I titoli di coda vanno in dissolvenza, gli spot si spengono, l’intervista con Lucia Annunziata è finita e Gianfranco Fini può rilassarsi: «E una domanda sui colonnelli di An non me l’ha fatta? Avevo la battuta pronta...». Quale? «Loro hanno soltanto cambiato caserma...».
E’ un uomo ancora carico di adrenalina Gianfranco Fini che, dopo una lunga quaresima, è tornato a parlare in un talkshow televisivo. L’aplomb emotivo e la misura messa nelle sue risposte non devono però tradire la sostanza: Fini non rompe con Berlusconi, ma tiene il punto. Non toglie il disturbo. E lo fa con due messaggi espliciti e forti. Uno a Berlusconi e uno a Bossi. Sui futuri decreti attuativi del federalismo, che tanto stanno a cuore alla Lega, il presidente della Camera scandisce: «Contesto chi dice di volere il federalismo fiscale ad ogni costo e penso che sarà il Pdl in primis a dirlo», perché «non ci deve essere il più minimo sospetto che si possa lacerare la coesione nazionale». E in ogni caso perché bisognerà avere «costi sostenibili e compatibili con i conti pubblici».
Per quanto riguarda la giustizia - che invece sta a cuore a Berlusconi - Fini mette i paletti dai quali, par di capire, non si sposterà più perché rappresentano la continuità tra il Fini del passato e quello del futuro: «La magistratura non è un cancro», «è baluardo della legalità», «sono favorevole alla separazione delle carriere», ma «nessuno ci chieda che i pm siano dipendenti dall’esecutivo». E soprattutto: «Quelli che si riconoscono nelle mie parole, chiederanno di discutere cosa significano riforma della giustizia e del Csm». Nel corso del colloquio intervista con la Annunziata, Fini ha alternato risposte diplomatiche e messaggi politici.

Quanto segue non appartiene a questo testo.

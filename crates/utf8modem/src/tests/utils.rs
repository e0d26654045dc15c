use alloc::{boxed::Box, string::String, vec::Vec};
use core::convert::Infallible;

use quickcheck::{Arbitrary, Gen};

use crate::{ByteHandler, State, decode, finish, is_continuation, next_state_with_handler};

/// One handler callback, with its arguments.
#[derive(Debug, Clone, Copy, PartialEq, Eq)]
pub enum Event {
    Ascii(u8),
    Two(u8, u8),
    Three(u8, u8, u8),
    Four(u8, u8, u8, u8),
    Prefix(u8),
    Cont1(u8, Option<u8>),
    Cont2(u8, u8, Option<u8>),
    Cont3(u8, u8, u8, Option<u8>),
    Ignored(u8),
}

impl Event {
    /// Input bytes this event accounts for. The `next` byte of a
    /// continuation error is not one of them.
    pub fn consumed(self) -> usize {
        match self {
            Event::Ascii(_) | Event::Prefix(_) | Event::Cont1(..) | Event::Ignored(_) => 1,
            Event::Two(..) | Event::Cont2(..) => 2,
            Event::Three(..) | Event::Cont3(..) => 3,
            Event::Four(..) => 4,
        }
    }

    pub fn is_error(self) -> bool {
        matches!(
            self,
            Event::Prefix(_) | Event::Cont1(..) | Event::Cont2(..) | Event::Cont3(..)
        )
    }

    pub fn is_truncation(self) -> bool {
        matches!(
            self,
            Event::Cont1(_, None) | Event::Cont2(_, _, None) | Event::Cont3(_, _, _, None)
        )
    }
}

/// Records every callback in order.
#[derive(Debug, Default, Clone, PartialEq, Eq)]
pub struct Recorder(pub Vec<Event>);

impl ByteHandler for Recorder {
    type Error = Infallible;

    fn handle_ascii(&mut self, b1: u8) -> Result<(), Self::Error> {
        self.0.push(Event::Ascii(b1));
        Ok(())
    }

    fn handle_2_bytes(&mut self, b1: u8, b2: u8) -> Result<(), Self::Error> {
        self.0.push(Event::Two(b1, b2));
        Ok(())
    }

    fn handle_3_bytes(&mut self, b1: u8, b2: u8, b3: u8) -> Result<(), Self::Error> {
        self.0.push(Event::Three(b1, b2, b3));
        Ok(())
    }

    fn handle_4_bytes(&mut self, b1: u8, b2: u8, b3: u8, b4: u8) -> Result<(), Self::Error> {
        self.0.push(Event::Four(b1, b2, b3, b4));
        Ok(())
    }

    fn handle_prefix_error(&mut self, b1: u8) -> Result<(), Self::Error> {
        self.0.push(Event::Prefix(b1));
        Ok(())
    }

    fn handle_continuation_error_1(&mut self, b1: u8, next: Option<u8>) -> Result<(), Self::Error> {
        self.0.push(Event::Cont1(b1, next));
        Ok(())
    }

    fn handle_continuation_error_2(
        &mut self,
        b1: u8,
        b2: u8,
        next: Option<u8>,
    ) -> Result<(), Self::Error> {
        self.0.push(Event::Cont2(b1, b2, next));
        Ok(())
    }

    fn handle_continuation_error_3(
        &mut self,
        b1: u8,
        b2: u8,
        b3: u8,
        next: Option<u8>,
    ) -> Result<(), Self::Error> {
        self.0.push(Event::Cont3(b1, b2, b3, next));
        Ok(())
    }

    fn handle_ignored_byte(&mut self, b: u8) -> Result<(), Self::Error> {
        self.0.push(Event::Ignored(b));
        Ok(())
    }
}

/// Decodes `bytes` in one buffer and finishes; returns the events and the
/// state before finishing.
pub fn events(bytes: &[u8]) -> (Vec<Event>, State) {
    let mut recorder = Recorder::default();
    let Ok(state) = decode(State::INITIAL, bytes, &mut recorder);
    let Ok(()) = finish(state, &mut recorder);
    (recorder.0, state)
}

/// Decodes `bytes` one [`next_state_with_handler`] step at a time.
pub fn events_bytewise(bytes: &[u8]) -> (Vec<Event>, State) {
    let mut recorder = Recorder::default();
    let mut state = State::INITIAL;
    for &byte in bytes {
        let Ok(next) = next_state_with_handler(state, byte, &mut recorder);
        state = next;
    }
    let Ok(()) = finish(state, &mut recorder);
    (recorder.0, state)
}

/// Decodes `bytes` split at the positions derived from `splits`.
pub fn events_chunked(bytes: &[u8], splits: &[usize]) -> (Vec<Event>, State) {
    let mut recorder = Recorder::default();
    let mut state = State::INITIAL;
    let mut rest = bytes;
    for &split in splits {
        if rest.is_empty() {
            break;
        }
        let (chunk, tail) = rest.split_at(split % (rest.len() + 1));
        let Ok(next) = decode(state, chunk, &mut recorder);
        state = next;
        rest = tail;
    }
    let Ok(next) = decode(state, rest, &mut recorder);
    state = next;
    let Ok(()) = finish(state, &mut recorder);
    (recorder.0, state)
}

/// Lossy decoding built on `core::str::from_utf8`: one U+FFFD per maximal
/// invalid subpart, except that `0xED 0xA0..=0xBF` plus an optional
/// continuation byte is a single U+FFFD.
pub fn reference_lossy(bytes: &[u8]) -> String {
    let mut out = String::new();
    let mut rest = bytes;
    loop {
        let err = match core::str::from_utf8(rest) {
            Ok(text) => {
                out.push_str(text);
                return out;
            }
            Err(err) => err,
        };
        let (valid, invalid) = rest.split_at(err.valid_up_to());
        out.push_str(core::str::from_utf8(valid).unwrap());
        out.push(char::REPLACEMENT_CHARACTER);

        let surrogate = invalid[0] == 0xED && invalid.get(1).is_some_and(|b| (0xA0..=0xBF).contains(b));
        let skip = if surrogate {
            if invalid.get(2).copied().is_some_and(is_continuation) {
                3
            } else {
                2
            }
        } else {
            err.error_len().unwrap_or(invalid.len())
        };
        rest = &invalid[skip..];
    }
}

/// Byte strings biased towards UTF-8: encoded scalars, truncated
/// encodings, boundary bytes and noise.
#[derive(Debug, Clone)]
pub struct Mixed(pub Vec<u8>);

const INTERESTING: &[u8] = &[
    0x00, 0x7F, 0x80, 0x8F, 0x90, 0x9F, 0xA0, 0xBF, 0xC0, 0xC1, 0xC2, 0xDF, 0xE0, 0xED, 0xEF,
    0xF0, 0xF4, 0xF5, 0xFF,
];

impl Arbitrary for Mixed {
    fn arbitrary(g: &mut Gen) -> Self {
        let len = usize::arbitrary(g) % (g.size() + 1);
        let mut bytes = Vec::new();
        for _ in 0..len {
            match u8::arbitrary(g) % 5 {
                0 => bytes.push(u8::arbitrary(g)),
                1 => bytes.extend(g.choose(INTERESTING).copied()),
                2 => {
                    let mut buf = [0u8; 4];
                    let encoded = char::arbitrary(g).encode_utf8(&mut buf).len();
                    let keep = 1 + usize::arbitrary(g) % encoded;
                    bytes.extend_from_slice(&buf[..keep]);
                }
                _ => {
                    let mut buf = [0u8; 4];
                    bytes.extend_from_slice(char::arbitrary(g).encode_utf8(&mut buf).as_bytes());
                }
            }
        }
        Mixed(bytes)
    }

    fn shrink(&self) -> Box<dyn Iterator<Item = Self>> {
        Box::new(self.0.shrink().map(Mixed))
    }
}

/// Number of quickcheck cases, following the CI/miri conventions.
pub fn quickcheck_tests() -> u64 {
    #[cfg(not(miri))]
    let tests = if cfg!(feature = "test-fast") {
        100
    } else if is_ci::cached() {
        10_000
    } else {
        1_000
    };
    #[cfg(miri)]
    let tests = 10;
    tests
}

#[test]
fn case_count_follows_features() {
    let tests = quickcheck_tests();
    if cfg!(miri) {
        assert_eq!(tests, 10);
    } else if cfg!(feature = "test-fast") {
        assert_eq!(tests, 100);
    } else {
        assert!(tests >= 1_000);
    }
}

#[test]
fn reference_lossy_handles_surrogates() {
    assert_eq!(reference_lossy(b"\xED\xA0\x80x"), "\u{FFFD}x");
    assert_eq!(reference_lossy(b"\xED\xA0"), "\u{FFFD}");
    assert_eq!(reference_lossy(b"\xED\x9F\xBF"), "\u{D7FF}");
    assert_eq!(reference_lossy(b"\xE2\x82"), "\u{FFFD}");
    assert_eq!(reference_lossy(b"\xF4\x90\x80\x80"), "\u{FFFD}\u{FFFD}\u{FFFD}\u{FFFD}");
}
//! A push-style decoder that owns its state and handler.

use crate::{
    decode::{decode, finish, next_state_with_handler},
    handler::ByteHandler,
    state::State,
};

/// Incremental UTF-8 decoder.
///
/// Feed it buffers of any size, split anywhere; every event reaches the
/// handler exactly as if the whole stream had been decoded at once. Call
/// [`Utf8Decoder::finish`] at the end of the stream to report a trailing
/// incomplete sequence and get the handler back.
///
/// ```
/// use utf8modem::{Chars, Utf8Decoder};
///
/// let mut decoder = Utf8Decoder::new(Chars(String::new()));
/// for chunk in [&b"\xE2"[..], b"\x82", b"\xAC", b"5"] {
///     decoder.feed(chunk)?;
/// }
/// assert_eq!(decoder.finish()?.into_inner(), "\u{20ac}5");
/// # Ok::<(), core::convert::Infallible>(())
/// ```
#[derive(Debug, Clone, Default)]
pub struct Utf8Decoder<H> {
    state: State,
    handler: H,
}

impl<H: ByteHandler> Utf8Decoder<H> {
    /// Creates a decoder at the start of a stream.
    #[must_use]
    pub fn new(handler: H) -> Self {
        Self::with_state(State::INITIAL, handler)
    }

    /// Creates a decoder resuming from `state`, as returned by
    /// [`crate::decode`] or [`Utf8Decoder::state`].
    #[must_use]
    pub fn with_state(state: State, handler: H) -> Self {
        Self { state, handler }
    }

    /// Decodes the next buffer of the stream.
    ///
    /// # Errors
    ///
    /// Returns the first error raised by the handler. A handler error ends
    /// the stream: events before the failing one were already delivered, so
    /// feeding the same bytes again would repeat them. The stored state is
    /// left as it was before the call.
    pub fn feed(&mut self, bytes: &[u8]) -> Result<(), H::Error> {
        self.state = decode(self.state, bytes, &mut self.handler)?;
        Ok(())
    }

    /// Decodes a single byte.
    ///
    /// # Errors
    ///
    /// Returns the error raised by the handler.
    pub fn feed_byte(&mut self, byte: u8) -> Result<(), H::Error> {
        self.state = next_state_with_handler(self.state, byte, &mut self.handler)?;
        Ok(())
    }

    /// Ends the stream and returns the handler.
    ///
    /// # Errors
    ///
    /// Returns the error raised by the handler for a trailing incomplete
    /// sequence.
    pub fn finish(mut self) -> Result<H, H::Error> {
        finish(self.state, &mut self.handler)?;
        Ok(self.handler)
    }

    /// Ends the current stream and starts a new one with the same handler.
    ///
    /// # Errors
    ///
    /// Returns the error raised by the handler for a trailing incomplete
    /// sequence; the decoder is reset either way.
    pub fn reset(&mut self) -> Result<(), H::Error> {
        let state = core::mem::take(&mut self.state);
        finish(state, &mut self.handler)
    }
}

impl<H> Utf8Decoder<H> {
    /// The state reached after the last fed byte.
    #[must_use]
    pub fn state(&self) -> State {
        self.state
    }

    /// Tests if the stream currently ends inside a multi-byte sequence.
    #[must_use]
    pub fn is_incomplete(&self) -> bool {
        self.state.is_incomplete()
    }

    /// The handler.
    #[must_use]
    pub fn handler(&self) -> &H {
        &self.handler
    }

    /// The handler, mutably.
    pub fn handler_mut(&mut self) -> &mut H {
        &mut self.handler
    }

    /// Returns the handler without ending the stream; a pending incomplete
    /// sequence is dropped unreported.
    pub fn into_inner(self) -> H {
        self.handler
    }
}

#[cfg(feature = "std")]
impl<H> std::io::Write for Utf8Decoder<H>
where
    H: ByteHandler,
    H::Error: core::error::Error + Send + Sync + 'static,
{
    fn write(&mut self, buf: &[u8]) -> std::io::Result<usize> {
        self.feed(buf).map_err(std::io::Error::other)?;
        Ok(buf.len())
    }

    fn flush(&mut self) -> std::io::Result<()> {
        Ok(())
    }
}
//! [`std::io::Read`] driven decoding and classification.
//!
//! Every entry point reads into one bounded buffer; the classifier carries
//! only the undecided trailing bytes of each read into the next one, so
//! memory stays bounded by the buffer length however long the stream is.

use std::io::{self, Read};

use crate::{
    decode::{decode, finish},
    error::StreamError,
    handler::ByteHandler,
    options::{MIN_BUFFER_LEN, StreamOptions},
    scratch::with_scratch,
    state::State,
    validity::{Validity, classify},
};

fn read_retrying<R: Read + ?Sized>(reader: &mut R, buf: &mut [u8]) -> io::Result<usize> {
    loop {
        match reader.read(buf) {
            Err(err) if err.kind() == io::ErrorKind::Interrupted => {}
            result => return result,
        }
    }
}

/// Decodes everything `reader` produces, continuing from `state`, and returns
/// the state to resume from. Does not call [`finish`].
///
/// # Errors
///
/// Returns [`StreamError::Io`] if a read fails and [`StreamError::Handler`]
/// if the handler stops decoding.
pub fn decode_stream<R, H>(state: State, reader: R, handler: &mut H) -> Result<State, StreamError<H::Error>>
where
    R: Read,
    H: ByteHandler + ?Sized,
{
    decode_stream_with(state, reader, handler, StreamOptions::default())
}

/// [`decode_stream`] with explicit [`StreamOptions`].
///
/// # Errors
///
/// See [`decode_stream`].
pub fn decode_stream_with<R, H>(
    state: State,
    reader: R,
    handler: &mut H,
    options: StreamOptions,
) -> Result<State, StreamError<H::Error>>
where
    R: Read,
    H: ByteHandler + ?Sized,
{
    with_scratch(options, |buf| decode_stream_in(state, reader, handler, buf))
}

/// [`decode_stream`] reading into a caller-provided buffer.
///
/// # Errors
///
/// See [`decode_stream`].
///
/// # Panics
///
/// Panics if `buf` is shorter than [`MIN_BUFFER_LEN`].
pub fn decode_stream_in<R, H>(
    mut state: State,
    mut reader: R,
    handler: &mut H,
    buf: &mut [u8],
) -> Result<State, StreamError<H::Error>>
where
    R: Read,
    H: ByteHandler + ?Sized,
{
    assert!(
        buf.len() >= MIN_BUFFER_LEN,
        "read buffer must hold at least {MIN_BUFFER_LEN} bytes"
    );
    loop {
        let n = read_retrying(&mut reader, buf)?;
        if n == 0 {
            return Ok(state);
        }
        state = decode(state, &buf[..n], handler).map_err(StreamError::Handler)?;
    }
}

/// Decodes a whole stream into `handler` and ends it with [`finish`].
///
/// ```
/// use utf8modem::{Chars, decode_to_end};
///
/// let mut text = String::new();
/// decode_to_end(&b"\xCE\xBB\xE2\x82"[..], &mut Chars(&mut text))?;
/// assert_eq!(text, "\u{3bb}\u{FFFD}");
/// # Ok::<(), utf8modem::StreamError<core::convert::Infallible>>(())
/// ```
///
/// # Errors
///
/// See [`decode_stream`].
pub fn decode_to_end<R, H>(reader: R, handler: &mut H) -> Result<(), StreamError<H::Error>>
where
    R: Read,
    H: ByteHandler + ?Sized,
{
    let state = decode_stream(State::INITIAL, reader, handler)?;
    finish(state, handler).map_err(StreamError::Handler)
}

/// Classifies everything `reader` produces, stopping at the first
/// malformation.
///
/// The result is the same as [`classify`] over the concatenated stream.
///
/// # Errors
///
/// Returns the first read error.
pub fn classify_stream<R: Read>(reader: R) -> io::Result<Validity> {
    classify_stream_with(reader, StreamOptions::default())
}

/// [`classify_stream`] with explicit [`StreamOptions`].
///
/// # Errors
///
/// Returns the first read error.
pub fn classify_stream_with<R: Read>(reader: R, options: StreamOptions) -> io::Result<Validity> {
    with_scratch(options, |buf| classify_stream_in(reader, buf))
}

/// [`classify_stream`] reading into a caller-provided buffer.
///
/// # Errors
///
/// Returns the first read error.
///
/// # Panics
///
/// Panics if `buf` is shorter than [`MIN_BUFFER_LEN`]: a carried-over
/// partial sequence takes up to three bytes and each read needs room for at
/// least one more.
pub fn classify_stream_in<R: Read>(mut reader: R, buf: &mut [u8]) -> io::Result<Validity> {
    assert!(
        buf.len() >= MIN_BUFFER_LEN,
        "read buffer must hold at least {MIN_BUFFER_LEN} bytes"
    );

    let mut carried = 0;
    let mut multi_byte = false;
    loop {
        let n = read_retrying(&mut reader, &mut buf[carried..])?;
        if n == 0 {
            if carried > 0 {
                return Ok(classify(&buf[..carried]));
            }
            return Ok(if multi_byte {
                Validity::Utf8
            } else {
                Validity::Ascii
            });
        }

        let filled = carried + n;
        let validity = classify(&buf[..filled]);
        match validity {
            Validity::Malformed => return Ok(Validity::Malformed),
            Validity::Ascii => {}
            Validity::Utf8 | Validity::Truncated { .. } => multi_byte = true,
        }
        // A truncated tail is re-examined together with the next read.
        carried = validity.pending();
        buf.copy_within(filled - carried..filled, 0);
    }
}

/// Tests if `reader` produces complete, well-formed UTF-8.
///
/// # Errors
///
/// Returns the first read error.
pub fn is_fully_valid<R: Read>(reader: R) -> io::Result<bool> {
    Ok(classify_stream(reader)?.is_fully_valid())
}

/// Tests if `reader` produces well-formed UTF-8, allowing the stream to end
/// inside a sequence.
///
/// # Errors
///
/// Returns the first read error.
pub fn is_valid_up_to_truncation<R: Read>(reader: R) -> io::Result<bool> {
    Ok(classify_stream(reader)?.is_valid_or_truncated())
}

Un nuovo partito finiano? «Sgombriamo il campo da questo equivoco: non ho alcuna intenzione di fondarlo». La lite con BerIusconi è stato un terribile autogol? «Non c’è motivo per pensare di essersi suicidati. Ho squarciato il velo dell’ipocrisia». Il pressing per costringere Fini a dimettersi da presidente della Camera? «Berlusconi ha detto una cosa che non corrisponde al vero: che io mi dovrei dimettere perché ho espresso una opinione in parte dissenziente da quanto espresso dal presidente del Consiglio che è il leader anche da me riconosciuto del Pdl». Sul rapporto personale tra lui e Berlusconi, Fini ha sparso una dose extra di analgesico: «Non ho mai messo in discussione la sua leadership. Lui ha diritto di governare e per il 25 aprile ha fatto un discorso alto e nobile». Ma appena si parla dello scenario più pericoloso per il futuro di Fini, elezioni anticipate che lo stritolerebbero, lui diventa meno diplomatico: «E’ da irresponsabili il solo parlarne, perché ci porterebbero in Grecia e sarebbe il fallimento di Berlusconi che ha una maggioranza come non si vedeva da tempo. Non ci saranno imboscate, noi saremo leali, ma non ci si potrà chiedere l’acquiescenza senza discutere». Sul suo futuro, Fini resta molto generico, a conferma che non esistono progetti strategici: «Nel Pdl intendo rappresentare una destra moderna che non insulta e che cerca di dialogare con l’avversario». Fini ammette che il rischio di epurazioni all’interno del Pdl «è stato messo in conto» ma si tratterebbe di una mossa «poco liberale». E quanto al suo nuovo braccio destro Italo Bocchino (che ieri lo ha accompagnato in Rai) e che ha messo sul tavolo le proprie dimissioni, Fini è amaro: «Ma davvero oggi bisogna che il vicario del gruppo Pdl alla Camera metta la sua testa? E per che cosa? Non è un problema di posti».